The last time Snap Inc. reported quarterly results, the roof caved in and its shares lost a quarter of their value.
Slackening digital advertising and warnings of deep cost cuts will do that to a stock. But Snap’s
conundrum was merely a prelude for similar troubles at Facebook parent company Meta Platforms Inc.
and, to a lesser extent, Alphabet Inc.’s
Google. Each is caught in a vice grip of inflation, a war in Ukraine and a looming recession, which combine to make for a dismal near-future for online advertising.
When Snap reports its fiscal third-quarter results Thursday, analysts expect more of the same: Little good news, and a warning for other companies set to follow with their own earnings.
“Snap is the worst-performing stock in our coverage universe thus far in 2022,” Brian White of Monness Crespi Hardt said in a note Monday. “Moreover, we believe the darkest days of this economic downturn are ahead of us.”
In a chilling note Oct. 5, Barclays analyst Ross Sandler called the digital ad market “soft but stable” but warned growth rates are likely to continue to slacken and “possibly bottom” in the first half of 2023.
“Buy-side expectations appear to be very low for flagship names like Google and Meta based on client conversations, so there may be a little room for better-than-feared results,” Sandler wrote when describing Snap’s precarious state. “Our framework remains unchanged that digital advertising growth is likely to remain well below normal sequential trends for the next several quarters as marketers adjust budgets to the new economic reality.”
Accordingly, Truist Securities analyst Youssef Squali said he is adjusting estimates for Snap, Meta, Google and Amazon.com Inc.
to“reflect ST headwinds from a strengthening US$, and higher probability for an economic recession in 2023.”
For more on Amazon’s advertising business: Amazon is becoming an advertising giant
“We’re now baking in a mild recession in 2023, which should pressure growth, but strong cost containment should help protect margins,” Squali said in a Sept. 28 note that maintained a hold rating and price target of $12 a share. “We believe GOOGL and AMZN are best positioned to withstand current turbulence and emerge stronger from it.”
What to expect
Earnings: Analysts surveyed by FactSet on average expect Snap to report a loss of 24 cents a share for its third quarter, down from a loss of 5 cents a share in the same quarter a year ago.

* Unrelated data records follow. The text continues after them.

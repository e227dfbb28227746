//! Data source lifecycle manager
//!
//! Owns at most one active adapter at a time and exposes the batch-consume
//! surface the orchestration layer calls on its cadence. The manager is an
//! explicitly constructed value passed in by the caller; its lifecycle is
//! owned by the orchestration context.

use log::{error, info};
use std::time::Duration;

use super::config::SourceConfig;
use super::registry::SourceRegistry;
use super::traits::DataSource;
use super::types::{DataSourceError, RawRecord, SourceKind, SourceStatus};

/// Status of the manager and its current source, if any.
#[derive(Debug, Clone, serde::Serialize)]
pub struct ManagerStatus {
    pub current_kind: Option<SourceKind>,
    pub source: Option<SourceStatus>,
    pub available_sources: Vec<SourceKind>,
}

/// Owns and switches between source adapters.
///
/// State machine: `Uninitialized` --initialize(ok)--> `Active`; `Active`
/// --switch--> `Active` (new adapter); `Active` --close--> `Uninitialized`.
/// A failed initialize or switch leaves the manager `Uninitialized` rather
/// than retaining a known-bad adapter.
pub struct DataSourceManager {
    registry: SourceRegistry,
    current: Option<Box<dyn DataSource>>,
    current_kind: Option<SourceKind>,
}

impl DataSourceManager {
    /// Manager over the built-in source kinds.
    pub fn new() -> Self {
        Self::with_registry(SourceRegistry::with_defaults())
    }

    /// Manager over a caller-assembled registry.
    pub fn with_registry(registry: SourceRegistry) -> Self {
        Self {
            registry,
            current: None,
            current_kind: None,
        }
    }

    /// Construct (and optionally connect) a source of the given kind,
    /// closing any existing source first. Close failures are handled inside
    /// the adapters; cleanup is best-effort.
    ///
    /// Returns `true` only if construction and, when `auto_connect` is set,
    /// connection both succeed. On failure the manager has no active source.
    pub async fn initialize_source(
        &mut self,
        kind: SourceKind,
        config: Option<SourceConfig>,
        auto_connect: bool,
    ) -> bool {
        if let Some(mut old) = self.current.take() {
            old.close().await;
        }
        self.current_kind = None;

        let mut source = match self.registry.create(kind, config) {
            Ok(source) => source,
            Err(e) => {
                error!("Error creating {} data source: {}", kind, e);
                return false;
            }
        };

        if auto_connect && !source.connect().await {
            error!("Failed to connect to {} data source", kind);
            source.close().await;
            return false;
        }

        self.current = Some(source);
        self.current_kind = Some(kind);
        info!("Successfully initialized {} data source", kind);
        true
    }

    /// Switch to a different source kind. The previous adapter is closed;
    /// partially consumed batches do not migrate.
    pub async fn switch_source(&mut self, kind: SourceKind, config: Option<SourceConfig>) -> bool {
        match self.current_kind {
            Some(current) => info!("Switching data source from {} to {}", current, kind),
            None => info!("Switching data source to {}", kind),
        }
        self.initialize_source(kind, config, true).await
    }

    /// Consume a batch from the current source.
    pub async fn consume_batch(
        &mut self,
        batch_size: usize,
        timeout: Duration,
    ) -> Result<Vec<RawRecord>, DataSourceError> {
        let source = self
            .current
            .as_mut()
            .ok_or(DataSourceError::NoActiveSource)?;
        source.consume_batch(batch_size, timeout).await
    }

    pub fn current_kind(&self) -> Option<SourceKind> {
        self.current_kind
    }

    pub fn has_active_source(&self) -> bool {
        self.current.is_some()
    }

    /// Status of the current source, or an empty status when uninitialized.
    pub fn status(&self) -> ManagerStatus {
        ManagerStatus {
            current_kind: self.current_kind,
            source: self.current.as_ref().map(|source| source.status()),
            available_sources: self.registry.available(),
        }
    }

    /// Close the current source, if any. Never fails.
    pub async fn close(&mut self) {
        if let Some(mut source) = self.current.take() {
            source.close().await;
        }
        self.current_kind = None;
    }
}

impl Default for DataSourceManager {
    fn default() -> Self {
        Self::new()
    }
}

Contributors to Estimize — a crowdsourcing platform that gathers estimates from Wall Street analysts as well as buy-side analysts, fund managers, company executives, academics and others — are projecting an adjusted loss of a penny a share on average.
Revenue: Analysts on average expect Snap to report $1.13 billion in third-quarter revenue, relatively flat from $1.07 billion a year ago. Estimize contributors predict $1.13 billion on average.
Analysts are looking for daily active users (DAUs) to improve 17% year over year to 358.3 million, according to FactSet.
Stock movement: As of Monday’s trading close, Snap’s stock has cratered 77.5% so far this year — among the worst Nasdaq-100
performers — while the S&P 500 index
has nose-dived 23%. Shares of Snap are down 22.5% since the company last announced quarterly results.
What analysts are saying
The precarious state of digital advertising through the first half of 2023 prompted MKM Partners analyst Rohit Kulkarni to lower his price target on Snap shares to $15 from $17 on Friday. In a note, he said he remains “cautious about the overall industry ad-spend outlook over the medium-term.”
A DeutscheBank USResearch research note Monday also addressed the impact of the recent defections of key advertising executives Jeremi Gorman and Peter Naylor to Netflix Inc.
Read more: Two top Snap ad executives jump to Netflix ahead of launch of ad-supported tier
There is some good news among the hand-wringing and throat-clearing, according to analysts like Barclays’ Sandler. Sandler posits digital advertising could benefit from a “smallish bump” in the fourth quarter from the World Cup and midterm elections.
“Against this backdrop, we would take another overall cautious stance on upcoming prints and think Snap is the only name where numbers may be revised up from the depressed levels,” he wrote Oct. 5.
To that end, Piper Sandler analyst Thomas Champion pointed out in an Oct. 3 note that recent management discussions around improvements from key verticals, and cost cuts are the right moves. Still, Champion reiterated a conservative neutral rating and $12 price target.
“Snap remains challenged by macro headwinds and growing advertising competition,” Cowen analyst John Blackledge wrote Oct. 13 note, maintaining a market perform rating and price target of $13. “Our 3Q22 digital ad call suggested muted new advertiser interest in Snap.”